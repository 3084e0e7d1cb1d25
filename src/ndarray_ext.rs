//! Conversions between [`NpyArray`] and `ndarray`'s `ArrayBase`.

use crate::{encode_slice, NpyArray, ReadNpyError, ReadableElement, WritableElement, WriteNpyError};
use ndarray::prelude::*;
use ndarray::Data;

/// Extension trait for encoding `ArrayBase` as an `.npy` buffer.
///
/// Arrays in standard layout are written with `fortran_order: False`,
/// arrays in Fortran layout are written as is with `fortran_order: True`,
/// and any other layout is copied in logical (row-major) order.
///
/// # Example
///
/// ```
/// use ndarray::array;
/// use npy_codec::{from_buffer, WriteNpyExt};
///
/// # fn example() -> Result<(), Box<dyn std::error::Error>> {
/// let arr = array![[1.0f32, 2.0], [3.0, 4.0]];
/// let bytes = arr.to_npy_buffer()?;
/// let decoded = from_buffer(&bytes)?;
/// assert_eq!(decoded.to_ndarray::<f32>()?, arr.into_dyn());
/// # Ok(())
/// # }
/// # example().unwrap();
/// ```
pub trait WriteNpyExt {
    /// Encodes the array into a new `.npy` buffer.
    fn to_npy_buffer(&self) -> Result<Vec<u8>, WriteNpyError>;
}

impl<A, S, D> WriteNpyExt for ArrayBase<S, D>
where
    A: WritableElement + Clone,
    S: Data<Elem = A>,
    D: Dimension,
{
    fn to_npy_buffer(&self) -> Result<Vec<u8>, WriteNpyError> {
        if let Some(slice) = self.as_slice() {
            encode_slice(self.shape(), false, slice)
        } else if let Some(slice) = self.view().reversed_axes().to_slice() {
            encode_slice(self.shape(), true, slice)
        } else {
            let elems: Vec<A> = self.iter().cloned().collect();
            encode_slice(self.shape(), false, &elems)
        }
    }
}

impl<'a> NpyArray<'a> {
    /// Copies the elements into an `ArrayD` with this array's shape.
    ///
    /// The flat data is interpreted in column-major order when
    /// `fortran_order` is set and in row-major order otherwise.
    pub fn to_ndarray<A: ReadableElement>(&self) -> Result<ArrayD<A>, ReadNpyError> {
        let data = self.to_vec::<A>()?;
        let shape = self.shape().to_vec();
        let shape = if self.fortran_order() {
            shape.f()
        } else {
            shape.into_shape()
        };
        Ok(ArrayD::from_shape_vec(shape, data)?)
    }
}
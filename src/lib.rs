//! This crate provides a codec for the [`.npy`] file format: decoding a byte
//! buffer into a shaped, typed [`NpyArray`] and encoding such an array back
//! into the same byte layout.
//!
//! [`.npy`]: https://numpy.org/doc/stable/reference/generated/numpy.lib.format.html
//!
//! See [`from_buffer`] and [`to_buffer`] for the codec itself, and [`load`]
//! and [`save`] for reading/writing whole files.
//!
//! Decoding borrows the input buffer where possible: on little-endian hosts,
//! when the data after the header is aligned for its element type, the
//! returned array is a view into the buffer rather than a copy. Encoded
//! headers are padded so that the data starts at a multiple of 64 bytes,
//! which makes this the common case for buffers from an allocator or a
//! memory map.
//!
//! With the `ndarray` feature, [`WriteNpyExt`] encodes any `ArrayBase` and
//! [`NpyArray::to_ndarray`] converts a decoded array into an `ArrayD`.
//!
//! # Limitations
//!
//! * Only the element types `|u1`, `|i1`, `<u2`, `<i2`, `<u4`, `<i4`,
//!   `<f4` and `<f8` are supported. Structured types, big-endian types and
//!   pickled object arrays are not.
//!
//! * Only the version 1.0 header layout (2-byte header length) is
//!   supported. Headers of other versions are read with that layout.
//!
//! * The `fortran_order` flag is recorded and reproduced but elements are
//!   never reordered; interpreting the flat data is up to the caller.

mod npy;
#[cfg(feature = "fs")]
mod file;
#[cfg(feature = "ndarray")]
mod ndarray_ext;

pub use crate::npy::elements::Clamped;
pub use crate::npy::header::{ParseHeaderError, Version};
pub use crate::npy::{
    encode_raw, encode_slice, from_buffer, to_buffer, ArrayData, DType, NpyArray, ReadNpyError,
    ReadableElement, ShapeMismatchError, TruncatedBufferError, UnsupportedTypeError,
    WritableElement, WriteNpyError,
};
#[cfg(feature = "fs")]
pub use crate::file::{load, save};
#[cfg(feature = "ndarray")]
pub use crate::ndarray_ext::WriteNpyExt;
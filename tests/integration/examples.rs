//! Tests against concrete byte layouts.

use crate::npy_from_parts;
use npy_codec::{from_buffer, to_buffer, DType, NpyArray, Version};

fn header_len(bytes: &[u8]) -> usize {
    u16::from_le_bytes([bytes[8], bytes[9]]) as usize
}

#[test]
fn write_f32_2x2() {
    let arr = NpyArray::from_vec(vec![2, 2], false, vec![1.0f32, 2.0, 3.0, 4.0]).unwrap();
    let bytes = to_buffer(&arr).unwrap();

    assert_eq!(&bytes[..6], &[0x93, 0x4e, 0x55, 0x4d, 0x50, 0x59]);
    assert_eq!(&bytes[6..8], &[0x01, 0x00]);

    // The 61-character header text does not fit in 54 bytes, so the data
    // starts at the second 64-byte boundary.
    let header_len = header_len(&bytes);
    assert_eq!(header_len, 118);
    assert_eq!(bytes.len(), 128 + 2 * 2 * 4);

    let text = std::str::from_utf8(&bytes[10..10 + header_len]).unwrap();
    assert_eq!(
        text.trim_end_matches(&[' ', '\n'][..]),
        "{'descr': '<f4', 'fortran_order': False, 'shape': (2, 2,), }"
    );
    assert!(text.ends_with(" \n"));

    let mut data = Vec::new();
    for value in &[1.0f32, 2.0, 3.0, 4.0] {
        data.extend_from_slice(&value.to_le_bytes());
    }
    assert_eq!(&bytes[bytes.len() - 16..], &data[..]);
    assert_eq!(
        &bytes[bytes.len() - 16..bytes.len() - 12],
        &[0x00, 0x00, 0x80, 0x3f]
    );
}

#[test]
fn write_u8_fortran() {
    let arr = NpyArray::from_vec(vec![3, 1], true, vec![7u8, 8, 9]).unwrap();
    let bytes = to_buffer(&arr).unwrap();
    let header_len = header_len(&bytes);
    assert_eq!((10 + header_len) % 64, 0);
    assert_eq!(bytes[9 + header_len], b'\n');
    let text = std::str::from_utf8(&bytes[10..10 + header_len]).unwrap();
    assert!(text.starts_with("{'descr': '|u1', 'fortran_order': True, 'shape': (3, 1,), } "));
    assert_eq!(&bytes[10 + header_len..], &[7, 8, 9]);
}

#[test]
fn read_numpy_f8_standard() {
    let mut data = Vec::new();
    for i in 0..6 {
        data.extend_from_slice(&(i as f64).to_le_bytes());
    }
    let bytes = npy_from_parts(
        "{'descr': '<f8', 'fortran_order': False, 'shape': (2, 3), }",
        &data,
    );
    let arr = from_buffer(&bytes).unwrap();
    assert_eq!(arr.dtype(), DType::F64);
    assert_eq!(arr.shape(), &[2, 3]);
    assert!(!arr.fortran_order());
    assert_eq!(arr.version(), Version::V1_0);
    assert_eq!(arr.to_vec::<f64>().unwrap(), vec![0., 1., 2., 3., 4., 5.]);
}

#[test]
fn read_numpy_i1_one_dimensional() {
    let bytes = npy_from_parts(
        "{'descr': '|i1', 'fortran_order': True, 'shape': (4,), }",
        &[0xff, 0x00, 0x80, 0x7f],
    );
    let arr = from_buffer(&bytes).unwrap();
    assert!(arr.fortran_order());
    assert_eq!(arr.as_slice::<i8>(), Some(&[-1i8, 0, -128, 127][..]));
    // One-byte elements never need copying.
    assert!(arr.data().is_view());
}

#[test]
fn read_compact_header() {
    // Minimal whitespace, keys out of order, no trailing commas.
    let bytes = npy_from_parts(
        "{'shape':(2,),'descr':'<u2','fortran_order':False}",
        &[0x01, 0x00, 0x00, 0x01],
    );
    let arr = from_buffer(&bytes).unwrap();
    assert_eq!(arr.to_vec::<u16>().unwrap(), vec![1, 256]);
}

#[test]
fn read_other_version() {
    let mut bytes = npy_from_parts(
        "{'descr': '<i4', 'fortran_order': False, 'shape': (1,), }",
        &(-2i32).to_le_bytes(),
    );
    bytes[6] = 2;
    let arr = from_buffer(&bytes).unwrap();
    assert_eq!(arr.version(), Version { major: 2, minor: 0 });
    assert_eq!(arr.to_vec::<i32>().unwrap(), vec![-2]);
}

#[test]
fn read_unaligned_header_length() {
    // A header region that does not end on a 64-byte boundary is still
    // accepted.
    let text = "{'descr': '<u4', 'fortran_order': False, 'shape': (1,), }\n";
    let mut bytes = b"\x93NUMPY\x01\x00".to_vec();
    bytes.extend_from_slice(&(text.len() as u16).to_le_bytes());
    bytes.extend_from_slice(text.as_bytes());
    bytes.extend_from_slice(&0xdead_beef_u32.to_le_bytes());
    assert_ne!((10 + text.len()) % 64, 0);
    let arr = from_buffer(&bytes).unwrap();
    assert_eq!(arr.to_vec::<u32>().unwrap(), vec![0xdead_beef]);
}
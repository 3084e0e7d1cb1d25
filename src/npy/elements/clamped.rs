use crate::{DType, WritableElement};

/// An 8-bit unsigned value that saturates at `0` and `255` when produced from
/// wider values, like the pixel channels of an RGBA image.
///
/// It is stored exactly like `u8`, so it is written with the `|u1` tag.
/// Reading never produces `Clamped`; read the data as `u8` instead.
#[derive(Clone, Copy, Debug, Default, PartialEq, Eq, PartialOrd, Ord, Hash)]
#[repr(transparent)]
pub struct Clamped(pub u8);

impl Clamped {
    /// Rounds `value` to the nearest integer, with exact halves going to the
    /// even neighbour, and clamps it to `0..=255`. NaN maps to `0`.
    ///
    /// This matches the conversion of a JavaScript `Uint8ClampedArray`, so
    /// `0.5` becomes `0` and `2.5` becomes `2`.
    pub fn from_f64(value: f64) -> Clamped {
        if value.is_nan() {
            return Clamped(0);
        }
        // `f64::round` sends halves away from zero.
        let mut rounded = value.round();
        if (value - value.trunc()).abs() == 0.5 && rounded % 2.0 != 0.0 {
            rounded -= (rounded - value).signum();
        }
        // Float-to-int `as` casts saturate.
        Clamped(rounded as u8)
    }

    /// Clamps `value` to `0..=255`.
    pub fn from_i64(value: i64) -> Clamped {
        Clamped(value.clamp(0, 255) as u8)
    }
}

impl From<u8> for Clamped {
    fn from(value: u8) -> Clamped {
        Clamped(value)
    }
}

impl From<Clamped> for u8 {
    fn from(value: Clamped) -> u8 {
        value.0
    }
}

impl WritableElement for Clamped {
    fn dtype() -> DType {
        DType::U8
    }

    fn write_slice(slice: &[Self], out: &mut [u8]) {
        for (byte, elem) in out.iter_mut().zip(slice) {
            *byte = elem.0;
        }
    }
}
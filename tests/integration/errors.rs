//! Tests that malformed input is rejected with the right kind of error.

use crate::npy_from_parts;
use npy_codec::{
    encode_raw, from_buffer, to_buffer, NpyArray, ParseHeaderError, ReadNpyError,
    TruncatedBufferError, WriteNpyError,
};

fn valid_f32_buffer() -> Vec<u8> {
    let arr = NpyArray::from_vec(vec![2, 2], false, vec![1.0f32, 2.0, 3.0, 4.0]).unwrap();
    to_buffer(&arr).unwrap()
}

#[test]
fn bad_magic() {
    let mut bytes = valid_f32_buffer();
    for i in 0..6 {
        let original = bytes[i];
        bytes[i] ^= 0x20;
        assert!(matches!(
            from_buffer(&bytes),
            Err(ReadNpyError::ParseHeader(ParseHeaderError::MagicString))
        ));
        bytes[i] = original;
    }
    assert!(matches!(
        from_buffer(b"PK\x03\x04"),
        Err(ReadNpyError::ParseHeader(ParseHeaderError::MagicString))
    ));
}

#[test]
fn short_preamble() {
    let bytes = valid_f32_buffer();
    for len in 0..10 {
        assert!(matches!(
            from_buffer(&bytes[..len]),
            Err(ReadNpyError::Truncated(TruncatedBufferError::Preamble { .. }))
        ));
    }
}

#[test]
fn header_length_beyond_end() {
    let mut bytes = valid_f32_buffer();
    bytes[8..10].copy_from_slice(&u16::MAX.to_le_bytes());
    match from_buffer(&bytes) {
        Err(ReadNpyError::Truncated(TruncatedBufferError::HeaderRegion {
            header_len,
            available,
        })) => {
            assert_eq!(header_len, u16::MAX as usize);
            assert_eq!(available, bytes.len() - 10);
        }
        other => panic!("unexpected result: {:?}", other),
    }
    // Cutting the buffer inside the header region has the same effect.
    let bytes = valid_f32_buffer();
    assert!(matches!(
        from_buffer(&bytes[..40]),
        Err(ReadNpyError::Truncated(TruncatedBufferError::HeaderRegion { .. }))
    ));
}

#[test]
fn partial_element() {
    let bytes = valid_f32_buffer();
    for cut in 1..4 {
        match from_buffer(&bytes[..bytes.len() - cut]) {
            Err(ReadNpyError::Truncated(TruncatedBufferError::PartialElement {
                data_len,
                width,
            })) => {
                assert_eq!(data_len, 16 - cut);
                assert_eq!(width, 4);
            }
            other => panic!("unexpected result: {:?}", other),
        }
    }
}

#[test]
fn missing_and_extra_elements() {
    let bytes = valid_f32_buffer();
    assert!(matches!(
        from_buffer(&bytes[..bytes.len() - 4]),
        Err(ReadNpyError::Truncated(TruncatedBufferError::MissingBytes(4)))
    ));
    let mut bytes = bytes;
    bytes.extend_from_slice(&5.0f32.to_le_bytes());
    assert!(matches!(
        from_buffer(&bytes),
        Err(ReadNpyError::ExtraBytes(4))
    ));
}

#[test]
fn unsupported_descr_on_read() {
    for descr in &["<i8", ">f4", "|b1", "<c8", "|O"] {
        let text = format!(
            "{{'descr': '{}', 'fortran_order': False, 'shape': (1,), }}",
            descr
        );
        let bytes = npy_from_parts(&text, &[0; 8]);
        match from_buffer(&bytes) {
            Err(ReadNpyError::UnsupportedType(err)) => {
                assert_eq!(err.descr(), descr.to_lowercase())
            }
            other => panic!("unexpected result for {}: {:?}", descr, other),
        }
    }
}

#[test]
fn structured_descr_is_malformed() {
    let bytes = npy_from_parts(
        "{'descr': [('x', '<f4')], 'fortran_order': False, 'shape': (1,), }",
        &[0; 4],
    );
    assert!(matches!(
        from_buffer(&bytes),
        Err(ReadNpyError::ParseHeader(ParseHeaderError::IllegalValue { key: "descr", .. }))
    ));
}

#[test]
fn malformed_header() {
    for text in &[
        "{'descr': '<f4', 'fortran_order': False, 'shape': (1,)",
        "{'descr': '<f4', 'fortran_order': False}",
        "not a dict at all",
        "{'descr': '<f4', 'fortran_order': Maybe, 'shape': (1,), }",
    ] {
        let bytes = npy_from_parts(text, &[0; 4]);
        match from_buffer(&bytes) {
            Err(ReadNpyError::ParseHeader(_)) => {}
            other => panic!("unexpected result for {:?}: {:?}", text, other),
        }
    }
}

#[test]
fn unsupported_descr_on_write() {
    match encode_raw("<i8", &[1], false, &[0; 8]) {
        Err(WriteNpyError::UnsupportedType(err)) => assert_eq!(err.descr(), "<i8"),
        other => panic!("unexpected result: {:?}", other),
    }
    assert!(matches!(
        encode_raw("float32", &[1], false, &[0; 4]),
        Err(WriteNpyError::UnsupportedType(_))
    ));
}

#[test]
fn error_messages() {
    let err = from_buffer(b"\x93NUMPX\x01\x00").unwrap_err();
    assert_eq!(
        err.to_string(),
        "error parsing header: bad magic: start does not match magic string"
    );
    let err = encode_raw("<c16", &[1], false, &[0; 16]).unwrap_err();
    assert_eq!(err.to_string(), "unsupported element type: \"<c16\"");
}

Problem statement: In the listing, return each line containing the string "save".

Answer to this task:
//! and [`save`] for reading/writing whole files.
pub use crate::file::{load, save};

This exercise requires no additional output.